D’une part, le fédéral refuse de respecter les compétences québécoises et municipales en matière d’environnement et de protection du territoire agricole; d’autre part, il prétend respecter l’environnement et servir l’intérêt public en ignorant sa propre Loi sur les espèces en péril à Saint-Cuthbert ainsi que les possibles dommages irréversibles causés à des cours d’eau, à des milieux humides et à des couverts forestiers d’intérêt métropolitain à Terrebonne-Mascouche.

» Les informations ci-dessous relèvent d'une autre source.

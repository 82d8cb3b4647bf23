//! GLB (binary glTF 2.0) writer
//!
//! One mesh and one node per figure part, all in a single scene. Vertices
//! are already in world space, so nodes carry no transform.

use std::collections::BTreeMap;

use figure_core::FigureAssembly;
use gltf_json as json;
use gltf_json::validation::Checked::Valid;

use crate::error::ExportError;
use crate::mesh::TriMesh;

const GENERATOR: &str = concat!("figure-mesh ", env!("CARGO_PKG_VERSION"));

/// Encode a figure as a complete GLB file
pub fn encode_glb(assembly: &FigureAssembly<TriMesh>) -> Result<Vec<u8>, ExportError> {
    let mut buffer = BufferBuilder::new();
    let mut document = DocumentBuilder::default();

    for part in assembly {
        let mesh = &part.mesh;
        let positions = buffer.pack_positions(&mesh.positions);
        let normals = buffer.pack_vec3(&mesh.normals);
        let indices = buffer.pack_indices_u16(&mesh.indices);
        document.add_part(&part.name, positions, normals, indices);
    }

    let root = document.build(&buffer, assembly.config().name());
    assemble_glb(&root, buffer.data())
}

// =============================================================================
// Buffer packing
// =============================================================================

/// glTF buffers are little-endian regardless of host
fn vec3_le_bytes(data: &[[f32; 3]]) -> Vec<u8> {
    data.iter().flatten().flat_map(|c| c.to_le_bytes()).collect()
}

/// Binary buffer with 4-byte aligned views and one accessor per view
struct BufferBuilder {
    buffer: Vec<u8>,
    views: Vec<json::buffer::View>,
    accessors: Vec<json::Accessor>,
}

impl BufferBuilder {
    fn new() -> Self {
        Self {
            buffer: Vec::new(),
            views: Vec::new(),
            accessors: Vec::new(),
        }
    }

    fn data(&self) -> &[u8] {
        &self.buffer
    }

    /// Positions with the min/max bounds glTF requires
    fn pack_positions(&mut self, positions: &[[f32; 3]]) -> json::Index<json::Accessor> {
        let (min, max) = compute_bounds(positions);
        self.pack(
            &vec3_le_bytes(positions),
            positions.len(),
            json::accessor::ComponentType::F32,
            json::accessor::Type::Vec3,
            json::buffer::Target::ArrayBuffer,
            Some((min, max)),
        )
    }

    fn pack_vec3(&mut self, data: &[[f32; 3]]) -> json::Index<json::Accessor> {
        self.pack(
            &vec3_le_bytes(data),
            data.len(),
            json::accessor::ComponentType::F32,
            json::accessor::Type::Vec3,
            json::buffer::Target::ArrayBuffer,
            None,
        )
    }

    fn pack_indices_u16(&mut self, indices: &[u16]) -> json::Index<json::Accessor> {
        let bytes: Vec<u8> = indices.iter().flat_map(|i| i.to_le_bytes()).collect();
        self.pack(
            &bytes,
            indices.len(),
            json::accessor::ComponentType::U16,
            json::accessor::Type::Scalar,
            json::buffer::Target::ElementArrayBuffer,
            None,
        )
    }

    fn pack(
        &mut self,
        bytes: &[u8],
        count: usize,
        component_type: json::accessor::ComponentType,
        type_: json::accessor::Type,
        target: json::buffer::Target,
        bounds: Option<([f32; 3], [f32; 3])>,
    ) -> json::Index<json::Accessor> {
        let offset = self.buffer.len();
        self.buffer.extend_from_slice(bytes);

        self.views.push(json::buffer::View {
            buffer: json::Index::new(0),
            byte_length: bytes.len().into(),
            byte_offset: Some((offset as u64).into()),
            byte_stride: None,
            extensions: Default::default(),
            extras: Default::default(),
            name: None,
            target: Some(Valid(target)),
        });

        let to_json = |v: [f32; 3]| json::Value::Array(v.into_iter().map(json::Value::from).collect());
        let accessor_index = self.accessors.len() as u32;
        self.accessors.push(json::Accessor {
            buffer_view: Some(json::Index::new(self.views.len() as u32 - 1)),
            byte_offset: Some(0u64.into()),
            count: count.into(),
            component_type: Valid(json::accessor::GenericComponentType(component_type)),
            extensions: Default::default(),
            extras: Default::default(),
            type_: Valid(type_),
            min: bounds.map(|(min, _)| to_json(min)),
            max: bounds.map(|(_, max)| to_json(max)),
            name: None,
            normalized: false,
            sparse: None,
        });

        align_buffer(&mut self.buffer);
        json::Index::new(accessor_index)
    }
}

// =============================================================================
// Document
// =============================================================================

#[derive(Default)]
struct DocumentBuilder {
    meshes: Vec<json::Mesh>,
    nodes: Vec<json::Node>,
}

impl DocumentBuilder {
    /// Add a named mesh and the node that instances it
    fn add_part(
        &mut self,
        name: &str,
        positions: json::Index<json::Accessor>,
        normals: json::Index<json::Accessor>,
        indices: json::Index<json::Accessor>,
    ) {
        let mut attributes = BTreeMap::new();
        attributes.insert(Valid(json::mesh::Semantic::Positions), positions);
        attributes.insert(Valid(json::mesh::Semantic::Normals), normals);

        let mesh_index = json::Index::new(self.meshes.len() as u32);
        self.meshes.push(json::Mesh {
            extensions: Default::default(),
            extras: Default::default(),
            name: Some(name.to_string()),
            primitives: vec![json::mesh::Primitive {
                attributes,
                extensions: Default::default(),
                extras: Default::default(),
                indices: Some(indices),
                material: None,
                mode: Valid(json::mesh::Mode::Triangles),
                targets: None,
            }],
            weights: None,
        });

        self.nodes.push(json::Node {
            camera: None,
            children: None,
            extensions: Default::default(),
            extras: Default::default(),
            matrix: None,
            mesh: Some(mesh_index),
            name: Some(name.to_string()),
            rotation: None,
            scale: None,
            skin: None,
            translation: None,
            weights: None,
        });
    }

    fn build(self, buffer: &BufferBuilder, scene_name: &str) -> json::Root {
        let scene = json::Scene {
            extensions: Default::default(),
            extras: Default::default(),
            name: Some(scene_name.to_string()),
            nodes: (0..self.nodes.len() as u32).map(json::Index::new).collect(),
        };

        json::Root {
            accessors: buffer.accessors.clone(),
            animations: Vec::new(),
            asset: json::Asset {
                copyright: None,
                extensions: Default::default(),
                extras: Default::default(),
                generator: Some(GENERATOR.to_string()),
                min_version: None,
                version: "2.0".to_string(),
            },
            buffers: vec![json::Buffer {
                byte_length: buffer.buffer.len().into(),
                extensions: Default::default(),
                extras: Default::default(),
                name: None,
                uri: None,
            }],
            buffer_views: buffer.views.clone(),
            cameras: Vec::new(),
            extensions: Default::default(),
            extensions_required: Vec::new(),
            extensions_used: Vec::new(),
            extras: Default::default(),
            images: Vec::new(),
            materials: Vec::new(),
            meshes: self.meshes,
            nodes: self.nodes,
            samplers: Vec::new(),
            scene: Some(json::Index::new(0)),
            scenes: vec![scene],
            skins: Vec::new(),
            textures: Vec::new(),
        }
    }
}

// =============================================================================
// Container
// =============================================================================

fn compute_bounds(positions: &[[f32; 3]]) -> ([f32; 3], [f32; 3]) {
    let mut min = [f32::MAX; 3];
    let mut max = [f32::MIN; 3];
    for pos in positions {
        for i in 0..3 {
            min[i] = min[i].min(pos[i]);
            max[i] = max[i].max(pos[i]);
        }
    }
    (min, max)
}

/// Pad to a 4-byte boundary
fn align_buffer(buffer: &mut Vec<u8>) {
    while buffer.len() % 4 != 0 {
        buffer.push(0);
    }
}

/// GLB container: 12-byte header, JSON chunk (space padded), BIN chunk
fn assemble_glb(root: &json::Root, buffer_data: &[u8]) -> Result<Vec<u8>, ExportError> {
    let json_string = json::serialize::to_string(root)?;
    let json_bytes = json_string.as_bytes();

    let json_padding = (4 - (json_bytes.len() % 4)) % 4;
    let json_chunk_length = json_bytes.len() + json_padding;
    let buffer_padding = (4 - (buffer_data.len() % 4)) % 4;
    let buffer_chunk_length = buffer_data.len() + buffer_padding;
    let total_length = 12 + 8 + json_chunk_length + 8 + buffer_chunk_length;

    let mut glb = Vec::with_capacity(total_length);

    glb.extend_from_slice(b"glTF");
    glb.extend_from_slice(&2u32.to_le_bytes()); // version
    glb.extend_from_slice(&(total_length as u32).to_le_bytes());

    glb.extend_from_slice(&(json_chunk_length as u32).to_le_bytes());
    glb.extend_from_slice(&0x4E4F534Au32.to_le_bytes()); // "JSON"
    glb.extend_from_slice(json_bytes);
    glb.resize(glb.len() + json_padding, b' ');

    glb.extend_from_slice(&(buffer_chunk_length as u32).to_le_bytes());
    glb.extend_from_slice(&0x004E4942u32.to_le_bytes()); // "BIN\0"
    glb.extend_from_slice(buffer_data);
    glb.resize(glb.len() + buffer_padding, 0);

    Ok(glb)
}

Cette situation conduit à un conflit de juridiction dont nous constatons actuellement les conséquences, avec l’échec récent des procédures judiciaires entamées par la Ville de Mascouche et le ministère du Développement durable, de l’Environnement et des Changements climatiques (MDDELCC), qui visaient à faire respecter la Loi sur la qualité de l’environnement au Québec. De son côté, la Municipalité de Saint-Cuthbert s’inquiète du maintien de l’ordonnance de sauvegarde, qui viendra à échéance en avril 2017 et qui obligeait le promoteur de l’aérodrome à obtenir un certificat d’autorisation auprès du MDDELCC avant de débuter tous travaux dans un cours d’eau ou un milieu humide. Notons qu’en date du 3 février 2017, aucune demande de certificat d’autorisation n’avait été formulée par le promoteur.
À l’instar du Regroupement national des conseils régionaux de l’environnement (RNCREQ), nous sommes d’avis que le Québec et le Canada peuvent collaborer en matière d’évaluations environnementales et que le gouvernement fédéral doit veiller au respect des juridictions provinciales et à harmoniser son processus avec les leurs.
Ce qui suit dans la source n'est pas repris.